Louise Barton hopes her decision to fight back against the secretive pay
policies of her City employer will prove a landmark case in women’s battle for
equal pay.

Employment lawyers agree the Employment Appeal Tribunal’s decision that
Barton’s claim for sexual discrimination against Investec Henderson Crosthwaite
should be heard at employment tribunal a second time, will have very
significant implications.

It effectively means employers will have to prove they did not discriminate,
whereas in the past, the burden of proof was on the individual bringing a
claim.

Barton, 52, was obviously pleased with the ruling earlier this month, but
said that fighting her employer for fair pay had been an extremely expensive
and stressful. However, she is determined to see it through to the end.

Barton believes it was only because she was an older woman with an excellent
track record as a media analyst that she felt able to confront her employer.

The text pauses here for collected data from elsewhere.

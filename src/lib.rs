pub mod config;
pub mod error;
pub mod events;
pub mod ledger;
pub mod retry;
pub mod store;
pub mod utils;
pub mod worker;

pub use config::Settings;
pub use error::HandlerError;
pub use events::EventKind;
pub use ledger::{LedgerClient, RpcLedgerClient};
pub use retry::{execute_with_retry, RetryConfig};
pub use store::{MemoryStore, PostgresStore, Store};
pub use worker::{EventHandlers, EventPoller, IndexerManager};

"I know there are a lot of injustices at lower levels. A lot of women
swallow their pride and get on with it. But I’m older and bolshier, and I was
determined to take them on head on," she said.

Barton was spurred into making the discrimination claim in March 2001 after
discovering that two of her male colleagues were paid bonuses of £1m and
£600,000 respectively, compared with her £300,000 bonus – even though she had
brought in more revenue than they had.

Barton thinks one reason why the original tribunal dismissed her claim was
because of the sums involved. "I think there was a feeling of ‘you are
already earning a lot of money, why are you making this claim?’ But they chose
to ignore some basic facts."

Barton, who ranked number one in her field in a Reuters poll two years ago,
said employers would not get into difficulties if bonuses were decided on open
and objective criteria.

She believes women are not as good as men at playing the political games
needed to get noticed.

"I think women are more likely to just get on with their jobs while men
are generally better at blowing their own trumpets. A male colleague would say:
‘I’ve pulled off this or that big deal, I’m going to lunch with so and so’. He
would be doing this all the time. I think it is childish playing these games,
but I think they have an impact," she said.

She advised women to become more aware of office politics and to be prepared
to jump ship if they feel they are not valued.

However, Barton is an unlikely equal rights champion. She is opposed to
mandatory equal pay audits and has no sympathy for women who can’t cope with
the macho culture of the City.

"The trading floor is the most aggressive environment. Men are dreadful
to each other as well as to women – aggression is the oxygen that drives
results. If you can’t take it, go into corporate finance or research," she
said.

Barton believes her case and the new equal pay questionnaires (introduced as
part of the Employment Act on 6 April) will eventually hammer the message home
that employers cannot afford to pay staff unfairly.